(Stored data)
——

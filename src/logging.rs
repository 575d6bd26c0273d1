//! Logging setup
//!
//! Installs a global tracing subscriber writing to stderr, so log lines
//! never mix with the report on stdout.

use tracing_subscriber::{EnvFilter, fmt, prelude::*};

/// Environment variable holding an `EnvFilter` directive, e.g. `extscan=debug`.
pub const LOG_ENV_VAR: &str = "EXTSCAN_LOG";

/// Errors that may occur while initializing logging.
#[derive(Debug, thiserror::Error)]
pub enum LoggingError {
    /// A global subscriber was already installed.
    #[error("Failed to install global tracing subscriber: {0}")]
    SetGlobal(#[from] tracing_subscriber::util::TryInitError),
}

/// Map the number of `-v` flags to a default filter directive.
pub fn default_directive(verbosity: u8) -> &'static str {
    match verbosity {
        0 => "warn",
        1 => "debug",
        _ => "trace",
    }
}

/// Initialize tracing on stderr.
///
/// `EXTSCAN_LOG` takes precedence over `verbosity`.
pub fn init(verbosity: u8) -> Result<(), LoggingError> {
    let env_filter = build_env_filter(verbosity);
    let stderr_layer = fmt::layer()
        .with_target(false)
        .without_time()
        .with_writer(std::io::stderr);

    tracing_subscriber::registry()
        .with(env_filter)
        .with(stderr_layer)
        .try_init()?;
    Ok(())
}

fn build_env_filter(verbosity: u8) -> EnvFilter {
    EnvFilter::try_from_env(LOG_ENV_VAR)
        .unwrap_or_else(|_| EnvFilter::new(default_directive(verbosity)))
}
//! Edge case and error handling tests for extscan


use harness::{TestTree, run_extscan};
use std::fs;
use std::os::unix::fs::{PermissionsExt, symlink};

fn json_scan(tree: &TestTree, root: &str) -> serde_json::Value {
    let (stdout, stderr, success) = run_extscan(tree.path(), &["--json", root]);
    assert!(success, "extscan failed: {}", stderr);
    serde_json::from_str(&stdout).expect("stdout is JSON")
}

// ============================================================================
// Symlink Edge Cases
// ============================================================================

#[test]
fn test_broken_symlink_excluded() {
    let tree = TestTree::new();
    tree.add_sized("real.rs", 4);
    symlink("nonexistent.rs", tree.path().join("broken_link.rs"))
        .expect("Failed to create broken symlink");

    let value = json_scan(&tree, ".");
    assert_eq!(value["file_count"], 1);
    assert_eq!(value["extensions"][".rs"]["count"], 1);
    assert_eq!(value["extensions"][".rs"]["bytes"], 4);
}

#[test]
fn test_symlink_to_parent_no_infinite_loop() {
    let tree = TestTree::new();
    tree.add_file("subdir/file.rs", "fn file() {}");
    symlink("..", tree.path().join("subdir").join("parent"))
        .expect("Failed to create parent symlink");

    let value = json_scan(&tree, ".");
    assert_eq!(value["file_count"], 1);
    // subdir + the link, which is never descended into
    assert_eq!(value["directory_count"], 2);
}

#[test]
fn test_self_referential_symlink() {
    let tree = TestTree::new();
    tree.add_file("ok.txt", "ok");
    symlink("loop", tree.path().join("loop")).expect("Failed to create symlink");

    let value = json_scan(&tree, ".");
    assert_eq!(value["file_count"], 1);
}

#[test]
fn test_symlinked_root_is_scanned() {
    let tree = TestTree::new();
    tree.add_sized("target/a.log", 3);
    symlink("target", tree.path().join("alias")).expect("Failed to create symlink");

    let value = json_scan(&tree, "alias");
    assert_eq!(value["extensions"][".log"]["bytes"], 3);
}

// ============================================================================
// Permission Edge Cases
// ============================================================================

#[test]
fn test_unreadable_directory() {
    let tree = TestTree::new();
    tree.add_file("readable/file.rs", "fn readable() {}");

    let unreadable = tree.add_dir("unreadable");
    fs::write(unreadable.join("hidden.rs"), "fn hidden() {}").expect("Failed to write file");

    let mut perms = fs::metadata(&unreadable).unwrap().permissions();
    perms.set_mode(0o000);
    fs::set_permissions(&unreadable, perms).expect("Failed to set permissions");

    let (stdout, _stderr, success) = run_extscan(tree.path(), &["--json", "."]);

    // Restore permissions for cleanup
    let mut perms = fs::metadata(&unreadable).unwrap().permissions();
    perms.set_mode(0o755);
    fs::set_permissions(&unreadable, perms).expect("Failed to restore permissions");

    assert!(success, "extscan should handle unreadable directories gracefully");
    let value: serde_json::Value = serde_json::from_str(&stdout).unwrap();
    assert_eq!(value["directory_count"], 2);
    // hidden.rs is only visible when running with elevated privileges
    let rs = value["extensions"][".rs"]["count"].as_u64().unwrap();
    assert!((1..=2).contains(&rs));
}

// ============================================================================
// Naming Edge Cases
// ============================================================================

#[test]
fn test_mixed_case_extensions_merge() {
    let tree = TestTree::new();
    tree.add_sized("upper/A.TXT", 1);
    tree.add_sized("lower/a.txt", 2);
    tree.add_sized("Mixed.TxT", 3);

    let value = json_scan(&tree, ".");
    let extensions = value["extensions"].as_object().unwrap();
    assert_eq!(extensions.len(), 1);
    assert_eq!(value["extensions"][".txt"]["count"], 3);
    assert_eq!(value["extensions"][".txt"]["bytes"], 6);
}

#[test]
fn test_extensionless_and_dotfiles_share_label() {
    let tree = TestTree::new();
    tree.add_file("README", "r");
    tree.add_file("Makefile", "m");
    tree.add_file(".bashrc", "b");
    tree.add_file("LICENSE", "l");

    let value = json_scan(&tree, ".");
    assert_eq!(value["extensions"]["no extension"]["count"], 4);
    assert_eq!(value["extensions"].as_object().unwrap().len(), 1);
}

#[test]
fn test_filename_with_spaces_and_unicode() {
    let tree = TestTree::new();
    tree.add_file("my file.Doc", "a");
    tree.add_file("日本語/ファイル.md", "b");
    tree.add_file("émoji 🎉.PNG", "c");

    let value = json_scan(&tree, ".");
    assert_eq!(value["extensions"][".doc"]["count"], 1);
    assert_eq!(value["extensions"][".md"]["count"], 1);
    assert_eq!(value["extensions"][".png"]["count"], 1);
}

#[test]
fn test_multi_dot_names_use_last_suffix() {
    let tree = TestTree::new();
    tree.add_file("backup.tar.gz", "x");
    tree.add_file("trailing.", "y");

    let value = json_scan(&tree, ".");
    assert_eq!(value["extensions"][".gz"]["count"], 1);
    assert_eq!(value["extensions"]["."]["count"], 1);
}

// ============================================================================
// Size and Shape Edge Cases
// ============================================================================

#[test]
fn test_empty_root() {
    let tree = TestTree::new();
    tree.add_dir("empty");

    let (stdout, _stderr, success) = run_extscan(tree.path(), &["--color", "never", "empty"]);
    assert!(success);
    assert!(stdout.contains("Number of directories: 0"));
    assert!(stdout.contains("Number of files: 0"));
}

#[test]
fn test_empty_files_counted_with_zero_size() {
    let tree = TestTree::new();
    tree.add_file("a.lock", "");
    tree.add_file("b.lock", "");

    let value = json_scan(&tree, ".");
    assert_eq!(value["extensions"][".lock"]["count"], 2);
    assert_eq!(value["extensions"][".lock"]["bytes"], 0);
}

#[test]
fn test_very_deep_nesting() {
    let tree = TestTree::new();
    tree.add_file("a/b/c/d/e/f/g/h/deep.rs", "fn deep() {}");

    let value = json_scan(&tree, ".");
    assert_eq!(value["directory_count"], 8);
    assert_eq!(value["file_count"], 1);
}

#[test]
fn test_many_files_in_directory() {
    let tree = TestTree::new();
    for i in 0..250 {
        tree.add_file(&format!("file_{:03}.rs", i), "fn f() {}");
    }

    let (stdout, _stderr, success) = run_extscan(tree.path(), &["--color", "never", "."]);
    assert!(success);
    assert!(stdout.contains("Number of files: 250"), "{}", stdout);
}

#[test]
fn test_counts_sum_to_file_count() {
    let tree = TestTree::new();
    for (i, ext) in ["rs", "py", "md", "json", "toml", "RS", "Py"].iter().enumerate() {
        for j in 0..=i {
            tree.add_file(&format!("d{i}/f{j}.{ext}"), "content");
        }
    }

    let value = json_scan(&tree, ".");
    let sum: u64 = value["extensions"]
        .as_object()
        .unwrap()
        .values()
        .map(|t| t["count"].as_u64().unwrap())
        .sum();
    assert_eq!(sum, value["file_count"].as_u64().unwrap());
    assert_eq!(sum, 28);
}

#[test]
fn test_repeated_scans_identical() {
    let tree = TestTree::new();
    tree.add_sized("x/one.bin", 300);
    tree.add_sized("y/two.bin", 200);
    tree.add_file("z/README", "z");

    assert_eq!(json_scan(&tree, "."), json_scan(&tree, "."));
}
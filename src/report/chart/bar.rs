//! Bar chart of total bytes per extension

use std::fmt::Write;

use super::data::Slice;
use super::svg::{close_document, color_at, html_escape, open_document, write_empty_state};
use crate::report::format_number;

/// Vertical bar chart with each bar annotated by its exact value.
#[derive(Debug)]
pub struct BarChart {
    pub title: String,
    pub bars: Vec<Slice>,
    pub width: f64,
    pub height: f64,
    pub padding: f64,
}

impl Default for BarChart {
    fn default() -> Self {
        Self {
            title: String::new(),
            bars: Vec::new(),
            width: 640.0,
            height: 400.0,
            padding: 50.0,
        }
    }
}

impl BarChart {
    pub fn new(title: impl Into<String>, bars: Vec<Slice>) -> Self {
        Self {
            title: title.into(),
            bars,
            ..Default::default()
        }
    }

    pub fn with_size(mut self, width: f64, height: f64) -> Self {
        self.width = width;
        self.height = height;
        self
    }

    pub fn render(&self) -> String {
        let mut output = String::new();
        open_document(&mut output, self.width, self.height, &self.title);

        if self.bars.is_empty() {
            write_empty_state(&mut output, self.width, self.height);
            close_document(&mut output);
            return output;
        }

        let chart_width = self.padding.mul_add(-2.0, self.width);
        let chart_height = self.padding.mul_add(-2.0, self.height);

        let max_value = self
            .bars
            .iter()
            .map(|b| b.value as f64)
            .fold(0.0_f64, f64::max)
            .max(1.0);

        let bar_count = self.bars.len();
        let gap_ratio = 0.2;
        let total_gap = chart_width * gap_ratio;
        let bar_width = (chart_width - total_gap) / bar_count as f64;
        let gap = total_gap / (bar_count + 1) as f64;
        let base_offset = self.padding + gap;
        let baseline = self.padding + chart_height;

        let _ = writeln!(
            output,
            r##"    <line x1="{:.2}" y1="{baseline:.2}" x2="{:.2}" y2="{baseline:.2}" stroke="#333333" stroke-width="1"/>"##,
            self.padding,
            self.width - self.padding
        );

        for (i, bar) in self.bars.iter().enumerate() {
            let x = (bar_width + gap).mul_add(i as f64, base_offset);
            let bar_height = (bar.value as f64 / max_value) * chart_height;
            let y = baseline - bar_height;
            let center = x + bar_width / 2.0;
            let label = html_escape(&bar.label);
            let value = format_number(bar.value);

            let _ = writeln!(
                output,
                r#"    <rect x="{x:.2}" y="{y:.2}" width="{bar_width:.2}" height="{bar_height:.2}" fill="{}"><title>{label}: {value} bytes</title></rect>"#,
                color_at(i)
            );
            let _ = writeln!(
                output,
                r#"    <text x="{center:.2}" y="{:.2}" text-anchor="middle" font-size="10">{value}</text>"#,
                y - 4.0
            );
            let _ = writeln!(
                output,
                r#"    <text x="{center:.2}" y="{:.2}" text-anchor="middle" font-size="11">{label}</text>"#,
                baseline + 16.0
            );
        }

        close_document(&mut output);
        output
    }
}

——

▸ **ASSIGNED TASK**
In the entries above, find lines with "join" and copy each.

▸ **FINISHED TASK**
    symlink("nonexistent.rs", tree.path().join("broken_link.rs"))
    symlink("..", tree.path().join("subdir").join("parent"))
    symlink("loop", tree.path().join("loop")).expect("Failed to create symlink");
    symlink("target", tree.path().join("alias")).expect("Failed to create symlink");
    fs::write(unreadable.join("hidden.rs"), "fn hidden() {}").expect("Failed to write file");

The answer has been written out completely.